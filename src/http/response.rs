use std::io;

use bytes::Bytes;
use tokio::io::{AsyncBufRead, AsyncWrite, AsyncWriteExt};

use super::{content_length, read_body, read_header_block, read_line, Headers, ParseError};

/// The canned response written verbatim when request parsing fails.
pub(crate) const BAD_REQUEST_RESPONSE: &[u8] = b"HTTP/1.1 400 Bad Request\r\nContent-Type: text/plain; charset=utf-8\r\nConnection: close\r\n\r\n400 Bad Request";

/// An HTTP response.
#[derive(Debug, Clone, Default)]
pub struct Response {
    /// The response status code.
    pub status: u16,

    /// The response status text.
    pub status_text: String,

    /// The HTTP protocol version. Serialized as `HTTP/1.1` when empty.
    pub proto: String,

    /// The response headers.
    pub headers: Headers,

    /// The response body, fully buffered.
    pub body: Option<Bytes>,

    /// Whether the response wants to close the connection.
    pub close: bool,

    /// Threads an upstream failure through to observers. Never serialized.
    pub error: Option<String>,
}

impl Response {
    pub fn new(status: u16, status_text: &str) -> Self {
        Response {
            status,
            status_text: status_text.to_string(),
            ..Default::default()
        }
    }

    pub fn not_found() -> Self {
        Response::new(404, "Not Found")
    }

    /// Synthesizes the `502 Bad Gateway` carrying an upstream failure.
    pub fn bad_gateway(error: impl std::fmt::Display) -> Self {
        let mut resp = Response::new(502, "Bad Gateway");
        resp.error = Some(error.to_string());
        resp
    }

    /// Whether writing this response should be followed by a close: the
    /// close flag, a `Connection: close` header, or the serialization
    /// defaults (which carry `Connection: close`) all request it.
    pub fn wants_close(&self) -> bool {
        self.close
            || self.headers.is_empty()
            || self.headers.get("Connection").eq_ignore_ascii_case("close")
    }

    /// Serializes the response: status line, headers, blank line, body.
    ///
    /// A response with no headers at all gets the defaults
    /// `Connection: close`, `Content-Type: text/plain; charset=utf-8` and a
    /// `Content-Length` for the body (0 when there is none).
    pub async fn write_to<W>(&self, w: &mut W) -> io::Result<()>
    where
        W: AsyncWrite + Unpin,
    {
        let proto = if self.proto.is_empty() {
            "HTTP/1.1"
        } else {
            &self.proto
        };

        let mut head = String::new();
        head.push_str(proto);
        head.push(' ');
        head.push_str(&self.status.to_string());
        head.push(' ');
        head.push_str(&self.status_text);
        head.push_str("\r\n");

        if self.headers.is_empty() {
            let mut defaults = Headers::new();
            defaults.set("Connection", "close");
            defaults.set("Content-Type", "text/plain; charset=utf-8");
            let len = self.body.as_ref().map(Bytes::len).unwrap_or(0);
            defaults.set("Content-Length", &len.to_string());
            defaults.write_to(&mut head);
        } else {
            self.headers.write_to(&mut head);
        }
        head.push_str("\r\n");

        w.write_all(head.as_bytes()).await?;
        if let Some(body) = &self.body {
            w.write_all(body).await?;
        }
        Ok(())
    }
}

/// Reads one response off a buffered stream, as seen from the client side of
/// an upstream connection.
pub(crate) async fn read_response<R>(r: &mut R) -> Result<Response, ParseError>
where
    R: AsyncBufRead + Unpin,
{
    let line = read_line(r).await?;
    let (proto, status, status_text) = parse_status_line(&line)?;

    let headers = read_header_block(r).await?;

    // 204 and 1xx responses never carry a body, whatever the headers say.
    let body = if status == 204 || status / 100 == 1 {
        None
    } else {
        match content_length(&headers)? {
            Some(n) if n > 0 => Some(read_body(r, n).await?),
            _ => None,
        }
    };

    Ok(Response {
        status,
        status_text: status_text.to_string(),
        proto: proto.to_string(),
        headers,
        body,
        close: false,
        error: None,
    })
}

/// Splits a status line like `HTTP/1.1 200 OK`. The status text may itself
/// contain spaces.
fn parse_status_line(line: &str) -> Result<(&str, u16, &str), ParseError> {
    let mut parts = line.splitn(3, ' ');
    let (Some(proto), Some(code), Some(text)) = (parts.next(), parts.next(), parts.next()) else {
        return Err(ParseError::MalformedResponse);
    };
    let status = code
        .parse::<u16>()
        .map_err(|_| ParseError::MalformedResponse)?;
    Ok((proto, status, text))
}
===============
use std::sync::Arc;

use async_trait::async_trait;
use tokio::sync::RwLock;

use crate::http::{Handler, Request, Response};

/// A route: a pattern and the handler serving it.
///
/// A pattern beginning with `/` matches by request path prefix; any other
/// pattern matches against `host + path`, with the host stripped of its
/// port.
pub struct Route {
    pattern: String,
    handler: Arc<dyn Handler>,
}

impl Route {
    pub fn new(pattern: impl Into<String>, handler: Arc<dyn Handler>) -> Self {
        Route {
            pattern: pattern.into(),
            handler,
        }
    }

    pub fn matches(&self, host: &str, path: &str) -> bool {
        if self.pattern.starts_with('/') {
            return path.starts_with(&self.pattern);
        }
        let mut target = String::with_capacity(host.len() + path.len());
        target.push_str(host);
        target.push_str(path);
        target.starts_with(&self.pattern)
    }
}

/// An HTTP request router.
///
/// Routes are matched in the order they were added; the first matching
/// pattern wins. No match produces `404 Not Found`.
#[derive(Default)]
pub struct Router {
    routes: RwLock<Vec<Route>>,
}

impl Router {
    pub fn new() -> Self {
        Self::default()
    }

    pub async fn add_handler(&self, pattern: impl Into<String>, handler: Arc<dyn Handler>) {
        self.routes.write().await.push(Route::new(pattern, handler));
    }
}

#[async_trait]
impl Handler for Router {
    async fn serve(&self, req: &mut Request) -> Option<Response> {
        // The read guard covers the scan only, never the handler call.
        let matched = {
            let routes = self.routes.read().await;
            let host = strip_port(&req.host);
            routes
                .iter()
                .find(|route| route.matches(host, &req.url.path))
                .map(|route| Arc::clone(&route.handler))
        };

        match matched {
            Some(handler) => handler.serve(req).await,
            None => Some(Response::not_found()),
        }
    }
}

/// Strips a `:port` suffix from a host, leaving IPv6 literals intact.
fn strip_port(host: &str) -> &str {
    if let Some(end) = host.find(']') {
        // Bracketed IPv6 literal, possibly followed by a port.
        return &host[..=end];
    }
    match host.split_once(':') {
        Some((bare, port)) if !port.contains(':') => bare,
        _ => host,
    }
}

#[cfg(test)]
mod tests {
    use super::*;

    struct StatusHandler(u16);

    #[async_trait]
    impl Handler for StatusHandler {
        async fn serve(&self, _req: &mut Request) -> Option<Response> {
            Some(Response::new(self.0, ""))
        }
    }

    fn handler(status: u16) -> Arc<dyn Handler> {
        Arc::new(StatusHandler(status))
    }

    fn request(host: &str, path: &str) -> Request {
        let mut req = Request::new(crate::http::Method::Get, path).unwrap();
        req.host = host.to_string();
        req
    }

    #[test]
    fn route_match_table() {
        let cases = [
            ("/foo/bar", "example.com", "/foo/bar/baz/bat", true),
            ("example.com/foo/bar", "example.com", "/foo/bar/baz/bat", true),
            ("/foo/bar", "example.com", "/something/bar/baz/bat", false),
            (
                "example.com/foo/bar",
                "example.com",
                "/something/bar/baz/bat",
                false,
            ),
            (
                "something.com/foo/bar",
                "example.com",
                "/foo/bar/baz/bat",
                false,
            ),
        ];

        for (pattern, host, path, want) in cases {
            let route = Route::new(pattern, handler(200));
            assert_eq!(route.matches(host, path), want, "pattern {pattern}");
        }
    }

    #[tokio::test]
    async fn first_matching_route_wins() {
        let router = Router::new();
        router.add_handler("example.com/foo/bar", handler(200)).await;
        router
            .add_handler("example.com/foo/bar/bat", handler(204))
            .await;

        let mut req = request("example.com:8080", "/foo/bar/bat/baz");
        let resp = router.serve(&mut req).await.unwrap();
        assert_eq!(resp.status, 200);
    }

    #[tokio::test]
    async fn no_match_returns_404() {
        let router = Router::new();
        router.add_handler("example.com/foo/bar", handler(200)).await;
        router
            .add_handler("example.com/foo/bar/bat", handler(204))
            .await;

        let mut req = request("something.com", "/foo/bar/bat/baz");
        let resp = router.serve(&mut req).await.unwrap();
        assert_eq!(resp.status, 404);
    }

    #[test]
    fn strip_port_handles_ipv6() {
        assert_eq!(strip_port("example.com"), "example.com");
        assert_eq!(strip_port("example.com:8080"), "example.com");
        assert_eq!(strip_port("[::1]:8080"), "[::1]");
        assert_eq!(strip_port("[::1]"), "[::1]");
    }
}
===============
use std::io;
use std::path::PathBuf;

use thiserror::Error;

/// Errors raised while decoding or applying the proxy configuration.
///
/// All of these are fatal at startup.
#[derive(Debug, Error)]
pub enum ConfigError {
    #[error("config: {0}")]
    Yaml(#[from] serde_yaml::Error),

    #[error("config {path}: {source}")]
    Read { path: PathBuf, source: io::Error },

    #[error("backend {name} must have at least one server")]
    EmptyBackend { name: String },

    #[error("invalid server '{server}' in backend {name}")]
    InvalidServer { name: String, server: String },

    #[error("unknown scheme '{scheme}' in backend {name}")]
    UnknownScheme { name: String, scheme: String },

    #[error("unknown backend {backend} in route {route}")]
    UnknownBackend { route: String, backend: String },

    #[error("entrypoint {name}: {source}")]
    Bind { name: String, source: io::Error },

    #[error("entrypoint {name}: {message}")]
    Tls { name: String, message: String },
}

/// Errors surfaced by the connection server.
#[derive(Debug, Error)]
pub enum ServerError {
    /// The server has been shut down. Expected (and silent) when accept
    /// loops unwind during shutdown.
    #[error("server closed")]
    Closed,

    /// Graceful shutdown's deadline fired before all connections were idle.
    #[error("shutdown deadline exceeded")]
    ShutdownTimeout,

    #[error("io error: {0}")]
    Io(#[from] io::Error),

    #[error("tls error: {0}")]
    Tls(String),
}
===============
**WHAT IS BEING ASKED:** In the records above, find each line that mentions the word "PathBuf", and copy it.

**ANSWER TO THE EXERCISE:**
use std::path::PathBuf;
    Read { path: PathBuf, source: io::Error },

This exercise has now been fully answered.